Structural analysis of a triple complex between the histone octamer, a Xenopus gene for 5S RNA and transcription factor IIIA.

This paper reports three experiments concerning the structural relationship between the Xenopus transcription factor IIIA (TFIIIA), the histone octamer and the Xenopus somatic gene for 5S RNA. Quantitative footprinting methods have been used in order to discover where and how TFIIIA and the histone octamer bind to the same gene independently and also in a triple complex. First, DNaseI and DNaseII protection experiments show that TFIIIA binds to positions 45-97 within the gene, in agreement with other workers. Second, the histone octamer takes up a unique, well-defined position with respect to DNA sequence.

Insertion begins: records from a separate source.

//! Configuration for the retrieval engine.
//!
//! Layered settings, merged in order:
//! - Built-in defaults
//! - `.goalpath/settings.toml` (found by walking up from the cwd)
//! - Environment variables prefixed with `GOALPATH_`, nested levels
//!   separated by double underscores:
//!   - `GOALPATH_CHUNKING__MAX_CHARS=256`
//!   - `GOALPATH_EMBEDDING__PROVIDER=hashed`

use figment::{
    Figment,
    providers::{Env, Format, Serialized, Toml},
};
use serde::{Deserialize, Serialize};
use std::collections::HashMap;
use std::path::{Path, PathBuf};
use thiserror::Error;

use crate::corpus::SourceCategory;

/// Directory holding per-workspace configuration and the index.
pub const WORKSPACE_DIR: &str = ".goalpath";

/// Errors from configuration loading.
#[derive(Debug, Error)]
pub enum ConfigError {
    #[error("failed to load configuration: {0}")]
    Figment(#[from] Box<figment::Error>),

    #[error("invalid configuration: {0}")]
    Invalid(String),

    #[error("io error: {0}")]
    Io(#[from] std::io::Error),

    #[error("failed to serialize configuration: {0}")]
    Toml(#[from] toml::ser::Error),
}

#[derive(Debug, Deserialize, Serialize, Clone)]
pub struct Settings {
    /// Version of the configuration schema.
    #[serde(default = "default_version")]
    pub version: u32,

    /// Directory the knowledge index is built into.
    #[serde(default = "default_index_path")]
    pub index_path: PathBuf,

    /// Corpus file locations.
    #[serde(default)]
    pub corpus: CorpusConfig,

    /// Chunking window parameters.
    #[serde(default)]
    pub chunking: ChunkingConfig,

    /// Embedding backend selection.
    #[serde(default)]
    pub embedding: EmbeddingConfig,

    /// Retrieval fan-out parameters.
    #[serde(default)]
    pub retrieval: RetrievalConfig,

    /// Log levels.
    #[serde(default)]
    pub logging: LoggingConfig,
}

/// Where the corpus files live, one JSONL file per source category.
#[derive(Debug, Deserialize, Serialize, Clone)]
pub struct CorpusConfig {
    #[serde(default = "default_occupations_path")]
    pub occupations: PathBuf,

    #[serde(default = "default_standards_path")]
    pub standards: PathBuf,

    #[serde(default = "default_examples_path")]
    pub examples: PathBuf,
}

impl CorpusConfig {
    /// The corpus file for a source category.
    pub fn path_for(&self, category: SourceCategory) -> &Path {
        match category {
            SourceCategory::Occupation => &self.occupations,
            SourceCategory::Standard => &self.standards,
            SourceCategory::Example => &self.examples,
        }
    }
}

/// Chunking window parameters.
#[derive(Debug, Deserialize, Serialize, Clone)]
pub struct ChunkingConfig {
    /// Maximum chunk size in characters.
    #[serde(default = "default_max_chars")]
    pub max_chars: usize,

    /// Overlap between consecutive chunks in characters.
    #[serde(default = "default_overlap_chars")]
    pub overlap_chars: usize,

    /// How far behind a hard cut to look for a sentence or paragraph
    /// boundary.
    #[serde(default = "default_boundary_lookback")]
    pub boundary_lookback: usize,
}

impl ChunkingConfig {
    /// Validate window parameters.
    pub fn validate(&self) -> Result<(), String> {
        if self.max_chars == 0 {
            return Err("chunking.max_chars must be positive".to_string());
        }
        if self.overlap_chars >= self.max_chars {
            return Err(format!(
                "chunking.overlap_chars ({}) must be less than chunking.max_chars ({})",
                self.overlap_chars, self.max_chars
            ));
        }
        if self.overlap_chars + self.boundary_lookback >= self.max_chars {
            return Err(format!(
                "chunking.overlap_chars + chunking.boundary_lookback ({}) must be less than chunking.max_chars ({})",
                self.overlap_chars + self.boundary_lookback,
                self.max_chars
            ));
        }
        Ok(())
    }
}

/// Which embedding backend to use.
#[derive(Debug, Clone, Copy, Default, Deserialize, Serialize, PartialEq, Eq)]
#[serde(rename_all = "lowercase")]
pub enum EmbeddingProvider {
    /// Pretrained sentence-embedding model via fastembed (ONNX).
    #[default]
    Fastembed,
    /// Deterministic hashed bag-of-words; no model download, crude
    /// quality. For offline environments and tests.
    Hashed,
}

/// Embedding backend selection.
#[derive(Debug, Deserialize, Serialize, Clone)]
pub struct EmbeddingConfig {
    #[serde(default)]
    pub provider: EmbeddingProvider,

    /// fastembed model name (ignored by the hashed provider).
    #[serde(default = "default_embedding_model")]
    pub model: String,
}

/// Retrieval fan-out parameters.
#[derive(Debug, Deserialize, Serialize, Clone, Copy)]
pub struct RetrievalConfig {
    /// Raw hits fetched per fan-out query before source filtering.
    #[serde(default = "default_fan_out_k")]
    pub fan_out_k: usize,

    /// Filtered hits kept per category.
    #[serde(default = "default_per_category")]
    pub per_category: usize,
}

impl RetrievalConfig {
    /// Validate fan-out parameters.
    pub fn validate(&self) -> Result<(), String> {
        if self.per_category == 0 {
            return Err("retrieval.per_category must be positive".to_string());
        }
        if self.fan_out_k < self.per_category {
            return Err(format!(
                "retrieval.fan_out_k ({}) must be at least retrieval.per_category ({})",
                self.fan_out_k, self.per_category
            ));
        }
        Ok(())
    }
}

/// Log levels: a default plus per-module overrides.
#[derive(Debug, Deserialize, Serialize, Clone)]
pub struct LoggingConfig {
    /// Default level filter ("error" | "warn" | "info" | "debug" | "trace").
    #[serde(default = "default_log_level")]
    pub default: String,

    /// Per-module overrides, e.g. `retrieval = "debug"`.
    #[serde(default)]
    pub modules: HashMap<String, String>,
}

// Default value functions
fn default_version() -> u32 {
    1
}
fn default_index_path() -> PathBuf {
    PathBuf::from(".goalpath/index")
}
fn default_occupations_path() -> PathBuf {
    PathBuf::from("corpus/occupations.jsonl")
}
fn default_standards_path() -> PathBuf {
    PathBuf::from("corpus/standards.jsonl")
}
fn default_examples_path() -> PathBuf {
    PathBuf::from("corpus/examples.jsonl")
}
fn default_max_chars() -> usize {
    512
}
fn default_overlap_chars() -> usize {
    50
}
fn default_boundary_lookback() -> usize {
    64
}
fn default_embedding_model() -> String {
    "AllMiniLML6V2".to_string()
}
fn default_fan_out_k() -> usize {
    10
}
fn default_per_category() -> usize {
    5
}
fn default_log_level() -> String {
    "warn".to_string()
}

impl Default for Settings {
    fn default() -> Self {
        Self {
            version: default_version(),
            index_path: default_index_path(),
            corpus: CorpusConfig::default(),
            chunking: ChunkingConfig::default(),
            embedding: EmbeddingConfig::default(),
            retrieval: RetrievalConfig::default(),
            logging: LoggingConfig::default(),
        }
    }
}

impl Default for CorpusConfig {
    fn default() -> Self {
        Self {
            occupations: default_occupations_path(),
            standards: default_standards_path(),
            examples: default_examples_path(),
        }
    }
}

impl Default for ChunkingConfig {
    fn default() -> Self {
        Self {
            max_chars: default_max_chars(),
            overlap_chars: default_overlap_chars(),
            boundary_lookback: default_boundary_lookback(),
        }
    }
}

impl Default for EmbeddingConfig {
    fn default() -> Self {
        Self {
            provider: EmbeddingProvider::default(),
            model: default_embedding_model(),
        }
    }
}

impl Default for RetrievalConfig {
    fn default() -> Self {
        Self {
            fan_out_k: default_fan_out_k(),
            per_category: default_per_category(),
        }
    }
}

impl Default for LoggingConfig {
    fn default() -> Self {
        Self {
            default: default_log_level(),
            modules: HashMap::new(),
        }
    }
}

impl Settings {
    /// Load configuration from all sources.
    pub fn load() -> Result<Self, ConfigError> {
        let config_path = Self::find_workspace_config()
            .unwrap_or_else(|| PathBuf::from(WORKSPACE_DIR).join("settings.toml"));
        Self::load_from(config_path)
    }

    /// Load configuration from a specific file (plus defaults and env).
    pub fn load_from(path: impl AsRef<Path>) -> Result<Self, ConfigError> {
        let settings: Settings = Figment::new()
            .merge(Serialized::defaults(Settings::default()))
            .merge(Toml::file(path))
            // Double underscore separates nested levels; single
            // underscores stay inside field names.
            .merge(Env::prefixed("GOALPATH_").map(|key| {
                key.as_str().to_lowercase().replace("__", ".").into()
            }))
            .extract()
            .map_err(Box::new)?;

        settings.validate().map_err(ConfigError::Invalid)?;
        Ok(settings)
    }

    /// Validate cross-field constraints.
    pub fn validate(&self) -> Result<(), String> {
        self.chunking.validate()?;
        self.retrieval.validate()?;
        Ok(())
    }

    /// Find the workspace config by walking up from the cwd.
    pub fn find_workspace_config() -> Option<PathBuf> {
        let current = std::env::current_dir().ok()?;
        for ancestor in current.ancestors() {
            let config_dir = ancestor.join(WORKSPACE_DIR);
            if config_dir.is_dir() {
                return Some(config_dir.join("settings.toml"));
            }
        }
        None
    }

    /// Write a default `settings.toml`, creating the workspace directory.
    pub fn init_config_file(force: bool) -> Result<PathBuf, ConfigError> {
        let dir = PathBuf::from(WORKSPACE_DIR);
        let path = dir.join("settings.toml");
        if path.exists() && !force {
            return Err(ConfigError::Invalid(format!(
                "{} already exists (use --force to overwrite)",
                path.display()
            )));
        }
        std::fs::create_dir_all(&dir)?;

        let mut content = String::from(
            "# goalpath configuration\n\
             # Values here override built-in defaults; GOALPATH_* environment\n\
             # variables override both (nested keys separated by __).\n\n",
        );
        content.push_str(&toml::to_string_pretty(&Settings::default())?);
        std::fs::write(&path, content)?;
        Ok(path)
    }
}

#[cfg(test)]
mod tests {
    use super::*;

    #[test]
    fn defaults_are_valid() {
        let settings = Settings::default();
        assert!(settings.validate().is_ok());
        assert_eq!(settings.chunking.max_chars, 512);
        assert_eq!(settings.chunking.overlap_chars, 50);
        assert_eq!(settings.retrieval.fan_out_k, 10);
        assert_eq!(settings.retrieval.per_category, 5);
        assert_eq!(settings.embedding.provider, EmbeddingProvider::Fastembed);
    }

    #[test]
    fn overlap_must_stay_below_max_chars() {
        let chunking = ChunkingConfig {
            max_chars: 100,
            overlap_chars: 100,
            boundary_lookback: 0,
        };
        assert!(chunking.validate().is_err());
    }

    #[test]
    fn lookback_plus_overlap_must_stay_below_max_chars() {
        let chunking = ChunkingConfig {
            max_chars: 100,
            overlap_chars: 40,
            boundary_lookback: 60,
        };
        assert!(chunking.validate().is_err());
    }

    #[test]
    fn per_category_cannot_exceed_fan_out() {
        let retrieval = RetrievalConfig {
            fan_out_k: 3,
            per_category: 5,
        };
        assert!(retrieval.validate().is_err());
    }

    #[test]
    fn corpus_paths_map_to_categories() {
        let corpus = CorpusConfig::default();
        assert_eq!(
            corpus.path_for(SourceCategory::Occupation),
            Path::new("corpus/occupations.jsonl")
        );
        assert_eq!(
            corpus.path_for(SourceCategory::Example),
            Path::new("corpus/examples.jsonl")
        );
    }

    #[test]
    fn settings_toml_roundtrip() {
        let settings = Settings::default();
        let serialized = toml::to_string_pretty(&settings).unwrap();
        let parsed: Settings = toml::from_str(&serialized).unwrap();
        assert!(parsed.validate().is_ok());
        assert_eq!(parsed.index_path, settings.index_path);
    }
}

The nucleosome core extends to position 78 of the gene and therefore overlaps the TFIIIA binding region by approximately 35 bp. Third, it is shown that a triple complex can be formed between TFIIIA, the histone octamer and the 5S RNA gene. TFIIIA displaces the DNA from the histone surface in the 35-bp region of overlap. This has led to a three-dimensional model which explains how RNA polymerase III could interact simultaneously with transcription factors bound at the internal control region of the 5S RNA gene and the start point of transcription. The model also explains how histone H1 could repress transcription of 5S RNA genes.